En outre, la réceptivité à la “bullshit pseudo-profondée” peut avoir des conséquences comportementales importantes, car les personnes qui y croient sont plus susceptibles de croire aux théories du complot, de percevoir des liens entre des choses sans rapport, de percevoir les fausses nouvelles comme exactes et de les partager sur les médias sociaux. La “bullshit pseudo-profonde” peut également être utilisée stratégiquement pour augmenter l’attractivité des biens de consommation, tels que les œuvres d’art moderne. Les tableaux portant des titres pseudo-profonds sont perçus comme étant de meilleure qualité que les tableaux portant des titres banals (Turpin et al., 2019).

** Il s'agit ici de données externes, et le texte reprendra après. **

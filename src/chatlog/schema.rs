diesel::table! {
    users (id) {
        id -> Integer,
        name -> Text,
        email -> Text,
        profile_picture -> Text,
        is_ai_user -> Bool,
        persona_json -> Text,
        created_at -> BigInt,
    }
}

diesel::table! {
    chat_logs (id) {
        id -> Integer,
        user_id -> Integer,
        message -> Text,
        is_ai_response -> Bool,
        created_at -> BigInt,
    }
}

diesel::joinable!(chat_logs -> users (user_id));
diesel::allow_tables_to_appear_in_same_query!(users, chat_logs);
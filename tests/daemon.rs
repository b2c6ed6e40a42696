mod common;

use std::sync::Arc;

use axum::body::Body;
use axum::http::{Request, StatusCode};
use axum::Router;
use http_body_util::BodyExt;
use serde_json::{json, Value};
use tempfile::{tempdir, TempDir};
use tower::ServiceExt;

use agent_desk::daemon::{build_router, AppState};
use agent_desk::interfaces::providers::LlmProvider;

use common::{make_desk, PersonaLlmProvider, CALM_REPLY};

async fn make_app(
    dir: &TempDir,
    provider: Arc<dyn LlmProvider>,
    with_db: bool,
    token: Option<&str>,
) -> Router {
    let desk = make_desk(dir, provider, with_db).await;
    build_router(AppState {
        desk,
        token: token.map(str::to_string),
    })
}

fn post_json(uri: &str, body: Value) -> Request<Body> {
    Request::builder()
        .method("POST")
        .uri(uri)
        .header("content-type", "application/json")
        .body(Body::from(body.to_string()))
        .unwrap()
}

fn get(uri: &str) -> Request<Body> {
    Request::builder().uri(uri).body(Body::empty()).unwrap()
}

async fn json_body(response: axum::response::Response) -> Value {
    let bytes = response.into_body().collect().await.unwrap().to_bytes();
    serde_json::from_slice(&bytes).unwrap()
}

fn desk_provider() -> Arc<PersonaLlmProvider> {
    Arc::new(
        PersonaLlmProvider::new()
            .reply("AtlasFX", CALM_REPLY)
            .reply("CryptoNova", "BTC steady.")
            .fail("MaxMentor", "Chat completion failed (500 Internal Server Error): boom"),
    )
}

#[tokio::test]
async fn health_reports_ok() {
    let dir = tempdir().unwrap();
    let app = make_app(&dir, desk_provider(), false, None).await;

    let response = app.oneshot(get("/health")).await.unwrap();
    assert_eq!(response.status(), StatusCode::OK);
    let body = json_body(response).await;
    assert_eq!(body["status"], "ok");
    assert!(body["version"].is_string());
}

#[tokio::test]
async fn run_agent_returns_chart_urls_that_are_served() {
    let dir = tempdir().unwrap();
    let app = make_app(&dir, desk_provider(), false, None).await;

    let response = app
        .clone()
        .oneshot(post_json(
            "/run-atlasfx",
            json!({"message": "What's the FX summary for USD/JPY?"}),
        ))
        .await
        .unwrap();
    assert_eq!(response.status(), StatusCode::OK);
    let body = json_body(response).await;
    assert_eq!(body["summary"], "All calm.");
    let urls = body["chart_urls"].as_array().unwrap();
    assert_eq!(urls.len(), 1);
    let url = urls[0].as_str().unwrap();
    assert!(url.starts_with("/charts/USDJPY_Sim_"));
    assert_eq!(body["chart_imgs"].as_array().unwrap().len(), 1);

    let chart = app.oneshot(get(url)).await.unwrap();
    assert_eq!(chart.status(), StatusCode::OK);
    let bytes = chart.into_body().collect().await.unwrap().to_bytes();
    assert!(String::from_utf8_lossy(&bytes).contains("<svg"));
}

#[tokio::test]
async fn failing_agent_returns_bad_gateway() {
    let dir = tempdir().unwrap();
    let app = make_app(&dir, desk_provider(), false, None).await;

    let response = app
        .oneshot(post_json("/run-maxmentor", json!({"message": "teach me"})))
        .await
        .unwrap();
    assert_eq!(response.status(), StatusCode::BAD_GATEWAY);
    let body = json_body(response).await;
    assert!(body["error"].as_str().unwrap().contains("500"));
}

#[tokio::test]
async fn run_all_agents_reports_every_persona() {
    let dir = tempdir().unwrap();
    let app = make_app(&dir, desk_provider(), false, None).await;

    let response = app
        .oneshot(post_json("/run-all-agents", json!({"message": "update"})))
        .await
        .unwrap();
    assert_eq!(response.status(), StatusCode::OK);
    let body = json_body(response).await;
    let results = body.as_object().unwrap();
    assert_eq!(results.len(), 5);
    assert!(results["MaxMentor"]["error"].is_string());
    assert_eq!(results["CryptoNova"]["summary"], "BTC steady.");
    assert_eq!(results["JaneMacro"]["summary"], "No news.");
    assert_eq!(
        results["AtlasFX"]["chart_urls"].as_array().unwrap().len(),
        1
    );
    let failures = results.values().filter(|v| v.get("error").is_some()).count();
    assert_eq!(failures, 1);
}

#[tokio::test]
async fn token_guards_run_routes_but_not_health() {
    let dir = tempdir().unwrap();
    let app = make_app(&dir, desk_provider(), false, Some("secret")).await;

    let response = app
        .clone()
        .oneshot(post_json("/run-cryptonova", json!({"message": "crypto?"})))
        .await
        .unwrap();
    assert_eq!(response.status(), StatusCode::UNAUTHORIZED);

    let mut request = post_json("/run-cryptonova", json!({"message": "crypto?"}));
    request
        .headers_mut()
        .insert("authorization", "Bearer secret".parse().unwrap());
    let response = app.clone().oneshot(request).await.unwrap();
    assert_eq!(response.status(), StatusCode::OK);

    let mut request = post_json("/run-all-agents", json!({"message": "update"}));
    request
        .headers_mut()
        .insert("x-api-key", "secret".parse().unwrap());
    let response = app.clone().oneshot(request).await.unwrap();
    assert_eq!(response.status(), StatusCode::OK);

    let response = app.oneshot(get("/health")).await.unwrap();
    assert_eq!(response.status(), StatusCode::OK);
}

#[tokio::test]
async fn chat_history_needs_a_store() {
    let dir = tempdir().unwrap();
    let app = make_app(&dir, desk_provider(), false, None).await;
    let response = app.oneshot(get("/chat-history")).await.unwrap();
    assert_eq!(response.status(), StatusCode::SERVICE_UNAVAILABLE);
}

#[tokio::test]
async fn chat_history_lists_logged_runs() {
    let dir = tempdir().unwrap();
    let app = make_app(&dir, desk_provider(), true, None).await;

    let response = app
        .clone()
        .oneshot(post_json("/run-cryptonova", json!({"message": "crypto?"})))
        .await
        .unwrap();
    assert_eq!(response.status(), StatusCode::OK);

    let response = app.oneshot(get("/chat-history?limit=10")).await.unwrap();
    assert_eq!(response.status(), StatusCode::OK);
    let body = json_body(response).await;
    let history = body["history"].as_array().unwrap();
    assert_eq!(history.len(), 2);
    assert_eq!(history[0]["message"], "BTC steady.");
    assert_eq!(history[0]["is_ai_response"], true);
    assert_eq!(history[1]["message"], "crypto?");
}

#[tokio::test]
async fn unknown_agent_route_is_not_found() {
    let dir = tempdir().unwrap();
    let app = make_app(&dir, desk_provider(), false, None).await;
    let response = app
        .oneshot(post_json("/run-nobody", json!({"message": "hi"})))
        .await
        .unwrap();
    assert_eq!(response.status(), StatusCode::NOT_FOUND);
}
pub mod assembler;
pub mod desk;
pub mod dispatcher;
pub mod parser;
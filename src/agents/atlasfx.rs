use std::sync::Arc;

use async_trait::async_trait;
use serde_json::{json, Value};
use tracing::warn;

use super::{random_price, text_arg};
use crate::charts::ChartRenderer;
use crate::domains::agent::AgentDefinition;
use crate::domains::chart::ChartEntry;
use crate::error::{AgentDeskError, Result};
use crate::interfaces::capabilities::Capability;

pub const ID: &str = "atlasfx";
pub const DISPLAY_NAME: &str = "AtlasFX";

const DEFAULT_PAIR: &str = "USD/JPY";
const FALLBACK_SOURCE: &str = "Simulated";
const FALLBACK_PRICE: f64 = 150.5;
const BULLISH_ABOVE: f64 = 150.0;
const CONFIDENCE: u64 = 85;

const FREE_SOURCES: &[&str] = &[
    "FreeForexAPI",
    "YahooFinance",
    "TwelveData",
    "AlphaVantage",
    "Finnhub",
    "OANDA",
];

const INSTRUCTIONS: &str = "\
You are AtlasFX, a professional Forex market analyst.
1. Fetch FX quotes from all available sources with `fetch_fx_data`.
2. Analyze sentiment for each quote using `analyze_fx_sentiment`.
3. Generate a summary with `generate_fx_summary`.
4. Generate setup charts for all sources using `generate_fx_charts`.
Return a combined summary. End your answer with a line starting with
`ChartData:` followed by JSON shaped like
{\"chart_data\":[{\"pair\":\"USD/JPY\",\"price\":150.5,\"source\":\"OANDA\"}]}
with one entry per quote.";

const DEFAULT_PROMPT: &str = "What's the FX summary for USD/JPY?";

pub fn definition(renderer: Arc<ChartRenderer>) -> AgentDefinition {
    AgentDefinition {
        id: ID,
        display_name: DISPLAY_NAME,
        instructions: INSTRUCTIONS.to_string(),
        default_prompt: DEFAULT_PROMPT.to_string(),
        capabilities: vec![
            Arc::new(FetchFxData),
            Arc::new(AnalyzeFxSentiment),
            Arc::new(GenerateFxSummary),
            Arc::new(GenerateFxCharts { renderer }),
        ],
    }
}

fn fx_data_parameters() -> Value {
    json!({
        "type": "object",
        "properties": {
            "fx_data": {
                "type": "array",
                "description": "Quotes as returned by fetch_fx_data",
                "items": {"type": "object"}
            }
        },
        "required": ["fx_data"]
    })
}

/// Accepts `{"fx_data": [...]}` or a bare array.
fn quotes(args: &Value) -> Result<Vec<Value>> {
    let data = args.get("fx_data").unwrap_or(args);
    data.as_array()
        .cloned()
        .ok_or_else(|| AgentDeskError::Runtime("fx_data must be an array of quotes".to_string()))
}

fn quote_price(quote: &Value) -> Option<f64> {
    quote.get("price").and_then(Value::as_f64)
}

fn field<'a>(quote: &'a Value, key: &str) -> &'a str {
    quote.get(key).and_then(Value::as_str).unwrap_or("n/a")
}

pub struct FetchFxData;

#[async_trait]
impl Capability for FetchFxData {
    fn name(&self) -> &str {
        "fetch_fx_data"
    }

    fn description(&self) -> &str {
        "Fetch FX quotes for a currency pair from all free sources"
    }

    fn parameters(&self) -> Value {
        json!({
            "type": "object",
            "properties": {
                "pair": {"type": "string", "description": "Currency pair, e.g. USD/JPY"}
            }
        })
    }

    async fn invoke(&self, args: Value) -> Result<Value> {
        let pair = match text_arg(&args, "pair").trim() {
            "" => DEFAULT_PAIR,
            pair => pair,
        };
        let timestamp = chrono::Utc::now().to_rfc3339();

        let mut results = Vec::new();
        for source in FREE_SOURCES {
            match random_price(140.0, 160.0) {
                Ok(price) => results.push(json!({
                    "pair": pair,
                    "price": price,
                    "source": source,
                    "timestamp": timestamp,
                })),
                Err(err) => warn!(source, error = %err, "Skipping FX source"),
            }
        }
        if results.is_empty() {
            results.push(json!({
                "pair": pair,
                "price": FALLBACK_PRICE,
                "source": FALLBACK_SOURCE,
                "timestamp": timestamp,
            }));
        }
        Ok(Value::Array(results))
    }
}

pub struct AnalyzeFxSentiment;

#[async_trait]
impl Capability for AnalyzeFxSentiment {
    fn name(&self) -> &str {
        "analyze_fx_sentiment"
    }

    fn description(&self) -> &str {
        "Tag each FX quote with a bullish or bearish sentiment"
    }

    fn parameters(&self) -> Value {
        fx_data_parameters()
    }

    async fn invoke(&self, args: Value) -> Result<Value> {
        let tagged = quotes(&args)?
            .into_iter()
            .map(|mut quote| {
                let sentiment = match quote_price(&quote) {
                    Some(price) if price > BULLISH_ABOVE => "bullish",
                    _ => "bearish",
                };
                if let Some(obj) = quote.as_object_mut() {
                    obj.insert("sentiment".to_string(), json!(sentiment));
                    obj.insert("confidence".to_string(), json!(CONFIDENCE));
                }
                quote
            })
            .collect();
        Ok(Value::Array(tagged))
    }
}

pub struct GenerateFxSummary;

#[async_trait]
impl Capability for GenerateFxSummary {
    fn name(&self) -> &str {
        "generate_fx_summary"
    }

    fn description(&self) -> &str {
        "Summarize analyzed FX quotes, one line per source"
    }

    fn parameters(&self) -> Value {
        fx_data_parameters()
    }

    async fn invoke(&self, args: Value) -> Result<Value> {
        let lines: Vec<String> = quotes(&args)?
            .iter()
            .map(|quote| {
                let price = quote_price(quote)
                    .map(|p| p.to_string())
                    .unwrap_or_else(|| "n/a".to_string());
                format!(
                    "{} | Price: {} | Source: {} | Sentiment: {} | Timestamp: {}",
                    field(quote, "pair"),
                    price,
                    field(quote, "source"),
                    field(quote, "sentiment"),
                    field(quote, "timestamp"),
                )
            })
            .collect();
        Ok(Value::String(lines.join("\n")))
    }
}

pub struct GenerateFxCharts {
    renderer: Arc<ChartRenderer>,
}

#[async_trait]
impl Capability for GenerateFxCharts {
    fn name(&self) -> &str {
        "generate_fx_charts"
    }

    fn description(&self) -> &str {
        "Render an entry/stop-loss/take-profit setup chart for each FX quote"
    }

    fn parameters(&self) -> Value {
        fx_data_parameters()
    }

    async fn invoke(&self, args: Value) -> Result<Value> {
        let mut charts = Vec::new();
        for quote in quotes(&args)? {
            let (Some(pair), Some(source), Some(price)) = (
                quote.get("pair").and_then(Value::as_str),
                quote.get("source").and_then(Value::as_str),
                quote_price(&quote),
            ) else {
                warn!(?quote, "Skipping FX quote without pair, source or price");
                continue;
            };
            let entry = ChartEntry::price(pair, source, price);
            let renderer = Arc::clone(&self.renderer);
            let rendered = tokio::task::spawn_blocking(move || renderer.render(&entry))
                .await
                .map_err(|e| AgentDeskError::Runtime(format!("chart worker failed: {e}")))?;
            match rendered {
                Ok(path) => charts.push(json!({
                    "source": source,
                    "file": path.display().to_string(),
                })),
                Err(err) => warn!(pair, source, error = %err, "FX chart render failed"),
            }
        }
        Ok(Value::Array(charts))
    }
}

La réceptivité au bullshit est inversement corrélée à l’intelligence et à la pensée analytique. Les études explorant les associations entre la réceptivité et l’idéologie politique ont trouvé des corrélations positives avec certains aspects du conservatisme politique, y compris le soutien aux politiques sociales conservatrices. Cependant, la réceptivité n’est en aucun cas un trait exclusif aux conservateurs – des données provenant de Suède indiquent une corrélation avec l’affiliation au Parti vert. Sur le plan comportemental, une plus grande réceptivité a été associée à un moindre engagement dans des actes “prosociaux” tels que les dons ou le bénévolat pour des œuvres caritatives.

De même, comme il existe une tendance pour ceux qui pensent plus intuitivement qu’analytiquement. En d’autres termes, le contraire de la réceptivité aux “bullshit” – la détection des conneries – semble exiger une réflexion et une analyse actives et délibérées, plutôt que d’accepter les choses sur la base de l’intuition. Cela demande un effort cognitif considérable de notre part, alors que la réceptivité au bullshit peut refléter une sorte de paresse cognitive ou, de manière moins péjorative, un piège dans lequel il nous est trop facile de tomber.